当時の水事情は当然今よりも劣っているでしょうし、もともと水道やお風呂の技術レベルが高い日本人には理解できないエピソードかもしれません。

私はイギリスには行ったことがないのでアメリカでのお風呂事情を。

  

私がホームステイしていたのは高級住宅街にあるそれはそれは豪邸でした。

しかしお風呂に浸かるという文化が薄いためか、その造りは日本の瞬間湯沸かし温水器などとは程遠く、家に備え付けられた温水タンクの中で沸かしたお湯を保温しておき、シャワーの利用時などはそこからお湯が出てくる仕組み。

つまり、現在たまっているお湯を使い切ってしまうと、またタンクに水をためてお湯に沸かすまでに1〜数時間必要という、日本人には考えられないクオリティなのです。

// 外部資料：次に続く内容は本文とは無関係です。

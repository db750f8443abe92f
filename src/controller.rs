use std::path::PathBuf;
use std::sync::Arc;
use std::time::Duration;

use crate::automation::{AutomationTimer, DEFAULT_INTERVAL};
use crate::commands::{ProcessCommand, adb_pair_line, parse_port};
use crate::dialect::{DEFAULT_WINDOW_TITLE, ShellDialect};
use crate::error::Result;
use crate::protocol::{HostMessage, UiMessage};
use crate::scanner::{ScanOptions, scan_roots};
use crate::settings::{DEFAULT_AUTOMATION_KEY, Settings, StateStore};
use crate::terminal::{TerminalInfo, TerminalSpec, Terminals};

/// Side effects the controller triggers. The real implementation talks to
/// the OS; tests record calls instead.
pub trait Effects {
    fn open_terminal(&mut self, spec: TerminalSpec) -> Result<()>;
    fn terminals(&mut self) -> Vec<TerminalInfo>;
    /// Run a command to completion.
    fn run(&mut self, command: ProcessCommand) -> Result<()>;
    /// Start a command and forget about it.
    fn run_detached(&mut self, command: ProcessCommand);
}

/// Effects backed by real PTYs and processes.
#[derive(Default)]
pub struct SystemEffects {
    terminals: Terminals,
}

impl Effects for SystemEffects {
    fn open_terminal(&mut self, spec: TerminalSpec) -> Result<()> {
        self.terminals.launch(spec)
    }

    fn terminals(&mut self) -> Vec<TerminalInfo> {
        self.terminals.snapshot()
    }

    fn run(&mut self, command: ProcessCommand) -> Result<()> {
        command.run()
    }

    fn run_detached(&mut self, command: ProcessCommand) {
        command.run_detached();
    }
}

/// Called from the timer thread with the schedule generation; returns
/// `false` once nobody is listening anymore.
pub type TickSink = Arc<dyn Fn(u64) -> bool + Send + Sync>;

#[derive(Debug, Clone)]
pub struct ControllerConfig {
    /// Root used when no project roots are configured.
    pub workspace: Option<PathBuf>,
    pub interval: Duration,
    pub window_title: String,
    pub scan: ScanOptions,
}

impl Default for ControllerConfig {
    fn default() -> Self {
        Self {
            workspace: None,
            interval: DEFAULT_INTERVAL,
            window_title: DEFAULT_WINDOW_TITLE.to_string(),
            scan: ScanOptions::default(),
        }
    }
}

/// Owns the settings store and the automation schedule, and routes UI
/// messages to side effects.
pub struct Controller<E: Effects> {
    config: ControllerConfig,
    store: StateStore,
    dialect: Box<dyn ShellDialect>,
    effects: E,
    automation: AutomationTimer,
    tick_sink: TickSink,
}

impl<E: Effects> Controller<E> {
    pub fn new(
        config: ControllerConfig,
        store: StateStore,
        dialect: Box<dyn ShellDialect>,
        effects: E,
        tick_sink: TickSink,
    ) -> Self {
        tracing::info!(
            "controller ready (dialect {}, state {})",
            dialect.name(),
            store.path().display()
        );
        Self {
            config,
            store,
            dialect,
            effects,
            automation: AutomationTimer::new(),
            tick_sink,
        }
    }

    pub fn auto_enabled(&self) -> bool {
        self.automation.is_running()
    }

    /// Dispatch one UI message and return what should be sent back.
    pub fn handle(&mut self, message: UiMessage) -> Vec<HostMessage> {
        tracing::debug!("handling {}", message.kind());
        let mut out = Vec::new();
        match message {
            UiMessage::Launch { name, path, cmd } => {
                let spec = TerminalSpec {
                    shell: self.dialect.resolve_shell(&self.store.settings().default_shell),
                    name,
                    cwd: Some(path),
                    command: cmd,
                };
                let name = spec.name.clone();
                if let Err(e) = self.effects.open_terminal(spec) {
                    tracing::error!("launch of '{name}' failed: {e}");
                    out.push(HostMessage::error(format!("Failed to launch {name}: {e}")));
                }
            }
            UiMessage::OpenDir { path } => {
                self.effects.run_detached(self.dialect.open_folder(&path));
            }
            UiMessage::CopyLog { path } => {
                if !path.is_empty() {
                    match self.effects.run(self.dialect.copy_to_clipboard(&path)) {
                        Ok(()) => out.push(HostMessage::info("Path copied to clipboard.")),
                        Err(e) => out.push(HostMessage::error(format!("Failed to copy path: {e}"))),
                    }
                }
            }
            UiMessage::SaveSettings { settings } => match self.store.save_settings(&settings) {
                Ok(()) => {
                    tracing::info!("settings saved: {settings:?}");
                    out.push(HostMessage::info("One Workflow settings updated."));
                    out.push(self.projects());
                }
                Err(e) => out.push(HostMessage::error(format!("Failed to save settings: {e}"))),
            },
            UiMessage::ToggleAuto { enabled } => {
                self.set_automation(enabled);
                out.push(self.projects());
            }
            UiMessage::Refresh => out.push(self.projects()),
            UiMessage::KillPort { port } => {
                let Some(port) = parse_port(port.trim()) else {
                    tracing::debug!("ignoring invalid port input {port:?}");
                    return out;
                };
                match self.effects.run(self.dialect.kill_port(port)) {
                    Ok(()) => out.push(HostMessage::info(format!("Port {port} killed successfully."))),
                    Err(e) => out.push(HostMessage::error(format!("Failed to kill port {port}: {e}"))),
                }
            }
            UiMessage::AdbPair { code, target } => {
                let Some(line) = adb_pair_line(&code, &target) else {
                    return out;
                };
                let spec = TerminalSpec {
                    name: "ADB Pair".to_string(),
                    cwd: None,
                    shell: self.dialect.resolve_shell(&self.store.settings().default_shell),
                    command: line,
                };
                if let Err(e) = self.effects.open_terminal(spec) {
                    out.push(HostMessage::error(format!("ADB Pair failed: {e}")));
                }
            }
            UiMessage::SetRoots { roots } => match self.store.save_project_roots(&roots) {
                Ok(()) => out.push(self.projects()),
                Err(e) => out.push(HostMessage::error(format!("Failed to save roots: {e}"))),
            },
            UiMessage::Terminals => out.push(HostMessage::Terminals {
                terminals: self.effects.terminals(),
            }),
        }
        out
    }

    /// Scan every root and bundle the result with current settings.
    pub fn projects(&self) -> HostMessage {
        let roots = self.store.project_roots(self.config.workspace.as_deref());
        let projects = scan_roots(&roots, self.config.scan);
        tracing::info!(
            "scanned {} root(s): {} project(s)",
            projects.len(),
            projects.iter().map(|r| r.items.len()).sum::<usize>()
        );
        HostMessage::Projects {
            projects,
            settings: self.store.settings(),
            auto_enabled: self.auto_enabled(),
        }
    }

    /// The only place the schedule changes: always cancel, then maybe
    /// start fresh.
    fn set_automation(&mut self, enabled: bool) {
        self.automation.stop();
        if enabled {
            let sink = Arc::clone(&self.tick_sink);
            self.automation
                .start(self.config.interval, move |generation| sink(generation));
        }
    }

    /// Send the configured keystroke, unless the tick belongs to a
    /// schedule that has since been cancelled.
    pub fn on_automation_tick(&mut self, generation: u64) {
        if !self.automation.is_current(generation) {
            tracing::debug!("dropping stale tick from schedule {generation}");
            return;
        }
        let settings: Settings = self.store.settings();
        let key = if settings.automation_key.is_empty() {
            DEFAULT_AUTOMATION_KEY
        } else {
            settings.automation_key.as_str()
        };
        tracing::debug!("sending {key} to '{}'", self.config.window_title);
        let command = self.dialect.send_keys(&self.config.window_title, key);
        self.effects.run_detached(command);
    }
}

豪邸ですらそんな設備なのですから、一般家庭はほとんどシャワーです。

  

住み始めた翌日に朝シャンをしていると、その家の娘が飛んできて「シャワーは3分で済ませてくれ」と言われました。

今考えると他の家族がシャワーを浴びるお湯がなくなってしまうからでしょうが、時期はクリスマス前。シャワーを止めるのが寒くて寒くて、震えながらシャンプーをした記憶があります。

 

ちなみに私の部屋の目の前にあった中庭には、デカいジャグジーが置いてありました(最初はなんだかわからなかった)。

お金持ちの家庭では、ジャグジーで体を温めるという人もいるようですね。

 

話を戻します。

1968年当時のイギリスの水道事情は詳しく分かりませんが、日本のように「無限に水が出る」という状態じゃなく、「タンクにためる」という状況に近い設備だったのかもしれません。

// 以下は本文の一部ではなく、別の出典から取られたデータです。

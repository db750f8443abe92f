use std::io::Write;
use std::process::{Command, Stdio};

use crate::error::{Error, Result};

/// An OS command line to run outside any terminal.
#[derive(Debug, Clone, PartialEq, Eq)]
pub struct ProcessCommand {
    pub program: String,
    pub args: Vec<String>,
    /// Text piped to the process's stdin, if any.
    pub stdin: Option<String>,
}

impl ProcessCommand {
    pub fn new<I, S>(program: &str, args: I) -> Self
    where
        I: IntoIterator<Item = S>,
        S: Into<String>,
    {
        ProcessCommand {
            program: program.to_string(),
            args: args.into_iter().map(Into::into).collect(),
            stdin: None,
        }
    }

    pub fn with_stdin(mut self, input: impl Into<String>) -> Self {
        self.stdin = Some(input.into());
        self
    }

    /// Run to completion and fail on a non-zero exit.
    pub fn run(&self) -> Result<()> {
        let mut child = Command::new(&self.program)
            .args(&self.args)
            .stdin(if self.stdin.is_some() { Stdio::piped() } else { Stdio::null() })
            .stdout(Stdio::null())
            .stderr(Stdio::null())
            .spawn()
            .map_err(|source| Error::Spawn {
                program: self.program.clone(),
                source,
            })?;

        if let (Some(input), Some(mut pipe)) = (&self.stdin, child.stdin.take()) {
            pipe.write_all(input.as_bytes())?;
        }

        let status = child.wait()?;
        if status.success() {
            Ok(())
        } else {
            Err(Error::CommandFailed {
                program: self.program.clone(),
                status: status.to_string(),
            })
        }
    }

    /// Run on a background thread, logging the outcome only.
    pub fn run_detached(self) {
        std::thread::spawn(move || match self.run() {
            Ok(()) => tracing::debug!("{} finished", self.program),
            Err(e) => tracing::debug!("{e}"),
        });
    }
}

/// A TCP port typed by the user: exactly four or five ASCII digits.
pub fn parse_port(input: &str) -> Option<&str> {
    let valid = (4..=5).contains(&input.len()) && input.bytes().all(|b| b.is_ascii_digit());
    valid.then_some(input)
}

/// The command line typed into the pairing terminal.
pub fn adb_pair_line(code: &str, target: &str) -> Option<String> {
    let (code, target) = (code.trim(), target.trim());
    if code.is_empty() || target.is_empty() {
        return None;
    }
    Some(format!("adb pair {target} {code}"))
}

#[cfg(test)]
mod tests {
    use super::*;

    #[test]
    fn port_requires_four_or_five_digits() {
        assert_eq!(parse_port("5173"), Some("5173"));
        assert_eq!(parse_port("65535"), Some("65535"));
        assert_eq!(parse_port("abc"), None);
        assert_eq!(parse_port("80"), None);
        assert_eq!(parse_port("123456"), None);
        assert_eq!(parse_port("51a3"), None);
        assert_eq!(parse_port(""), None);
    }

    #[test]
    fn port_rejects_non_ascii_digits() {
        assert_eq!(parse_port("５１７３"), None);
    }

    #[test]
    fn adb_pair_needs_both_fields() {
        assert_eq!(
            adb_pair_line("123456", "192.168.1.5:45678").as_deref(),
            Some("adb pair 192.168.1.5:45678 123456")
        );
        assert_eq!(adb_pair_line("", "192.168.1.5:45678"), None);
        assert_eq!(adb_pair_line("123456", "  "), None);
    }

    #[cfg(unix)]
    #[test]
    fn run_reports_exit_failure() {
        assert!(ProcessCommand::new("true", Vec::<String>::new()).run().is_ok());
        let err = ProcessCommand::new("false", Vec::<String>::new()).run().unwrap_err();
        assert!(matches!(err, Error::CommandFailed { .. }));
    }

    #[test]
    fn run_reports_missing_program() {
        let err = ProcessCommand::new("definitely-not-a-real-binary-xyz", ["x"]).run().unwrap_err();
        assert!(matches!(err, Error::Spawn { .. }));
    }

    #[cfg(unix)]
    #[test]
    fn stdin_is_piped() {
        ProcessCommand::new("cat", Vec::<String>::new())
            .with_stdin("hello")
            .run()
            .expect("cat reads stdin");
    }
}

と、すると「トラが水を全て飲んでしまったために風呂に入れなくなった」という描写にも納得がいくような気がします。

 

こぼれ話でした。

 

 

おまけ

 

 

 

 

 

 

 

 

 

 

そもそもこの本は、おゆりが1〜2歳の頃に手に入れたもの。

その後、我が家ではしばらく英語の本そのものを読む機会が薄れてしまいましたが、このブログで絵本紹介をするにあたって少しずつ掘り起こしていたところです。

 

久しぶりにトラの絵本を読んでいる私たちを見て、たーさんがこんなことを言い出しました。

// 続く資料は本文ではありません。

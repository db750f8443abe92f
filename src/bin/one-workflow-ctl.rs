use std::path::{Path, PathBuf};
use std::process;

use anyhow::{Context, bail};
use clap::{Parser, Subcommand, ValueEnum};

use one_workflow::config::default_socket_path;
#[cfg(unix)]
use one_workflow::ipc;
use one_workflow::protocol::{HostMessage, NoticeLevel, UiMessage};
use one_workflow::settings::Settings;
use one_workflow::view_state::{Modifier, ViewAction, ViewState};

/// Send a request to a running one-workflow host and print its replies.
#[derive(Debug, Parser)]
#[command(name = "one-workflow-ctl", version = env!("ONE_WORKFLOW_VERSION"))]
struct Cli {
    /// Host socket [default: $XDG_RUNTIME_DIR/one-workflow.sock]
    #[arg(long, env = "ONE_WORKFLOW_SOCKET", global = true)]
    socket: Option<PathBuf>,

    /// Print raw reply lines instead of a summary
    #[arg(long, global = true)]
    json: bool,

    #[command(subcommand)]
    command: Command,
}

#[derive(Debug, Subcommand)]
enum Command {
    /// Rescan project roots and list runnable projects
    Refresh,
    /// Open a terminal in a project directory and run a command there
    Launch {
        path: PathBuf,
        /// Terminal name [default: directory name]
        #[arg(long)]
        name: Option<String>,
        /// Command to type [default: the configured launch command]
        #[arg(long)]
        cmd: Option<String>,
    },
    /// Reveal a directory in the file browser
    OpenDir { path: PathBuf },
    /// Copy a path to the clipboard
    Copy { path: String },
    /// Turn the automated keystroke on or off
    Auto { state: Toggle },
    /// Kill the process listening on a TCP port
    KillPort { port: String },
    /// Pair an Android device over Wi-Fi
    AdbPair { target: String, code: String },
    /// Replace the list of scanned roots
    Roots { roots: Vec<PathBuf> },
    /// List terminals opened by the host
    Terminals,
    /// Edit settings; unspecified fields keep their stored values
    Settings {
        /// Key pressed by automation, e.g. F9 or a
        #[arg(long)]
        key: Option<String>,
        #[arg(long)]
        ctrl: Option<bool>,
        #[arg(long)]
        shift: Option<bool>,
        #[arg(long)]
        alt: Option<bool>,
        #[arg(long)]
        launch_command: Option<String>,
        #[arg(long)]
        shell: Option<String>,
    },
}

#[derive(Debug, Clone, Copy, ValueEnum)]
enum Toggle {
    On,
    Off,
}

fn main() {
    let cli = Cli::parse();
    match run(cli) {
        Ok(true) => {}
        Ok(false) => process::exit(1),
        Err(e) => {
            eprintln!("one-workflow-ctl: {e:#}");
            process::exit(1);
        }
    }
}

#[cfg(not(unix))]
fn run(_cli: Cli) -> anyhow::Result<bool> {
    bail!("one-workflow-ctl talks over a Unix socket, which this platform lacks")
}

/// Returns `false` when the host answered with an error notice.
#[cfg(unix)]
fn run(cli: Cli) -> anyhow::Result<bool> {
    let socket = cli.socket.clone().unwrap_or_else(default_socket_path);

    let message = match cli.command {
        Command::Refresh => UiMessage::Refresh,
        Command::Launch { path, name, cmd } => {
            let name = match name {
                Some(n) => n,
                None => path
                    .file_name()
                    .map(|n| n.to_string_lossy().into_owned())
                    .unwrap_or_else(|| path.display().to_string()),
            };
            let cmd = match cmd {
                Some(c) => c,
                None => current_settings(&socket)?.0.launch_command,
            };
            UiMessage::Launch { name, path, cmd }
        }
        Command::OpenDir { path } => UiMessage::OpenDir { path },
        Command::Copy { path } => UiMessage::CopyLog { path },
        Command::Auto { state } => UiMessage::ToggleAuto {
            enabled: matches!(state, Toggle::On),
        },
        Command::KillPort { port } => UiMessage::KillPort { port },
        Command::AdbPair { target, code } => UiMessage::AdbPair { code, target },
        Command::Roots { roots } => UiMessage::SetRoots {
            roots: roots.iter().map(|r| absolute(r)).collect(),
        },
        Command::Terminals => UiMessage::Terminals,
        Command::Settings {
            key,
            ctrl,
            shift,
            alt,
            launch_command,
            shell,
        } => {
            let (settings, auto_enabled) = current_settings(&socket)?;
            let mut actions = vec![ViewAction::Open];
            actions.extend(key.map(ViewAction::KeyPressed));
            actions.extend(ctrl.map(|on| ViewAction::SetModifier(Modifier::Ctrl, on)));
            actions.extend(shift.map(|on| ViewAction::SetModifier(Modifier::Shift, on)));
            actions.extend(alt.map(|on| ViewAction::SetModifier(Modifier::Alt, on)));
            actions.extend(launch_command.map(ViewAction::SetLaunchCommand));
            actions.extend(shell.map(ViewAction::SetDefaultShell));
            UiMessage::SaveSettings {
                settings: edit_settings(&settings, auto_enabled, actions),
            }
        }
    };

    let replies = ipc::request(&socket, &message)
        .with_context(|| format!("one-workflow not reachable at {}", socket.display()))?;
    let mut ok = true;
    for reply in &replies {
        if cli.json {
            println!("{}", serde_json::to_string(reply)?);
        } else {
            print_reply(reply);
        }
        if matches!(reply, HostMessage::Notice { level: NoticeLevel::Error, .. }) {
            ok = false;
        }
    }
    Ok(ok)
}

#[cfg(unix)]
fn current_settings(socket: &Path) -> anyhow::Result<(Settings, bool)> {
    let replies = ipc::request(socket, &UiMessage::Refresh)
        .with_context(|| format!("one-workflow not reachable at {}", socket.display()))?;
    for reply in replies {
        if let HostMessage::Projects {
            settings,
            auto_enabled,
            ..
        } = reply
        {
            return Ok((settings, auto_enabled));
        }
    }
    bail!("host did not report its settings")
}

fn edit_settings(settings: &Settings, auto_enabled: bool, actions: Vec<ViewAction>) -> Settings {
    let mut view = ViewState::from_settings(settings, auto_enabled);
    for action in actions {
        view.apply(action);
    }
    view.save()
}

fn absolute(path: &Path) -> PathBuf {
    std::path::absolute(path).unwrap_or_else(|_| path.to_path_buf())
}

fn print_reply(reply: &HostMessage) {
    match reply {
        HostMessage::Projects {
            projects,
            settings,
            auto_enabled,
        } => {
            for root in projects {
                println!("{}", root.root.display());
                if root.items.is_empty() {
                    println!("  (no runnable projects)");
                }
                for project in &root.items {
                    let scripts: Vec<&str> = project.scripts.keys().map(String::as_str).collect();
                    println!(
                        "  {:<24} {}  [{}]",
                        project.name,
                        project.path.display(),
                        scripts.join(", ")
                    );
                }
            }
            println!(
                "automation: {} (key {}), launch: {}, shell: {}",
                if *auto_enabled { "on" } else { "off" },
                settings.automation_key,
                settings.launch_command,
                settings.default_shell
            );
        }
        HostMessage::Notice { level, message } => match level {
            NoticeLevel::Info => println!("{message}"),
            NoticeLevel::Error => eprintln!("error: {message}"),
        },
        HostMessage::Terminals { terminals } => {
            if terminals.is_empty() {
                println!("no terminals");
            }
            for terminal in terminals {
                let state = match (terminal.running, terminal.exit_code) {
                    (true, _) => "running".to_string(),
                    (false, Some(code)) => format!("exited {code}"),
                    (false, None) => "exited".to_string(),
                };
                let pid = terminal
                    .pid
                    .map(|p| p.to_string())
                    .unwrap_or_else(|| "-".to_string());
                println!("{} (pid {pid}, {state}) {}", terminal.name, terminal.shell);
                for line in &terminal.screen {
                    println!("  | {line}");
                }
            }
        }
    }
}

#[cfg(test)]
mod tests {
    use super::*;

    #[test]
    fn settings_edit_keeps_unspecified_fields() {
        let stored = Settings {
            automation_key: "^{F9}".into(),
            launch_command: "pnpm dev".into(),
            default_shell: "/bin/zsh".into(),
        };
        let edited = edit_settings(
            &stored,
            false,
            vec![
                ViewAction::Open,
                ViewAction::KeyPressed("F8".into()),
                ViewAction::SetModifier(Modifier::Shift, true),
            ],
        );
        assert_eq!(edited.automation_key, "^+{F8}");
        assert_eq!(edited.launch_command, "pnpm dev");
        assert_eq!(edited.default_shell, "/bin/zsh");
    }

    #[test]
    fn cli_parses_subcommands() {
        let cli = Cli::try_parse_from(["one-workflow-ctl", "auto", "on"]).expect("parses");
        assert!(matches!(cli.command, Command::Auto { state: Toggle::On }));

        let cli = Cli::try_parse_from(["one-workflow-ctl", "--json", "kill-port", "5173"])
            .expect("parses");
        assert!(cli.json);
        assert!(matches!(cli.command, Command::KillPort { ref port } if port == "5173"));
    }
}
//! Automation key encoding.
//!
//! Keys are stored in SendKeys notation: optional `^` (ctrl), `+` (shift)
//! and `%` (alt) prefixes followed by a braced key name such as `{F9}` or a
//! single literal character.

use std::fmt;

#[derive(Debug, Clone, PartialEq, Eq, Default)]
pub struct KeyChord {
    pub ctrl: bool,
    pub shift: bool,
    pub alt: bool,
    /// Key name without braces or modifier markers, e.g. `F9` or `a`.
    pub key: String,
}

impl KeyChord {
    /// Decompose a stored key. Modifier flags are set if their marker
    /// appears anywhere in the string; every marker and brace is stripped
    /// from the key name.
    pub fn parse(encoded: &str) -> Self {
        KeyChord {
            ctrl: encoded.contains('^'),
            shift: encoded.contains('+'),
            alt: encoded.contains('%'),
            key: encoded
                .chars()
                .filter(|c| !matches!(c, '^' | '+' | '%' | '{' | '}'))
                .collect(),
        }
    }

    /// SendKeys form: `^+{F9}`. Named keys (more than one character, or
    /// anything starting with `F`) are braced.
    pub fn to_send_keys(&self) -> String {
        let key = if self.key.is_empty() { "F9" } else { self.key.as_str() };
        let mut out = String::new();
        if self.ctrl {
            out.push('^');
        }
        if self.shift {
            out.push('+');
        }
        if self.alt {
            out.push('%');
        }
        if key.chars().count() > 1 || key.starts_with('F') {
            out.push('{');
            out.push_str(key);
            out.push('}');
        } else {
            out.push_str(key);
        }
        out
    }

    /// xdotool form: `ctrl+shift+F9`.
    pub fn to_xdotool(&self) -> String {
        let mut parts: Vec<String> = Vec::new();
        if self.ctrl {
            parts.push("ctrl".into());
        }
        if self.shift {
            parts.push("shift".into());
        }
        if self.alt {
            parts.push("alt".into());
        }
        parts.push(xdotool_key_name(&self.key));
        parts.join("+")
    }
}

impl fmt::Display for KeyChord {
    fn fmt(&self, f: &mut fmt::Formatter<'_>) -> fmt::Result {
        f.write_str(&self.to_send_keys())
    }
}

fn xdotool_key_name(key: &str) -> String {
    match key.to_uppercase().as_str() {
        "" => "F9".into(),
        "ENTER" => "Return".into(),
        "ESC" | "ESCAPE" => "Escape".into(),
        "TAB" => "Tab".into(),
        "BS" | "BKSP" | "BACKSPACE" => "BackSpace".into(),
        "DEL" | "DELETE" => "Delete".into(),
        "SPACE" | " " => "space".into(),
        "UP" => "Up".into(),
        "DOWN" => "Down".into(),
        "LEFT" => "Left".into(),
        "RIGHT" => "Right".into(),
        "HOME" => "Home".into(),
        "END" => "End".into(),
        "PGUP" => "Prior".into(),
        "PGDN" => "Next".into(),
        _ => key.to_string(),
    }
}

今までこの本のトラについてそんなに議論を交わしたことはありませんでしたが、一見興味のなさそうな たーさんがこんなにいろんな感想を持っていたとは、驚きでした(笑)

 

読んだ後になんとなく寂しさを感じるかもしれませんが、同時にこのトラさんにものすごく会いたくなってきます。

我が家では

 

うち子
ウチにもトラさんが来たらどうする?
おゆり
じゃあ、たべものイッパイ買っておかなくちゃ!

 

楽しくそんな会話をして盛り上げてみましたが、おゆりは自分のおやつ用にストックしてある「グミ」だけは、トラさんに分けてあげるのはイヤだそうです(笑)

 

でも私は会ってみたいな〜、このトラ❤️

 

いろんな意味でせつなさを感じるこの本ですが、ぜひ親子で楽しんでみてください!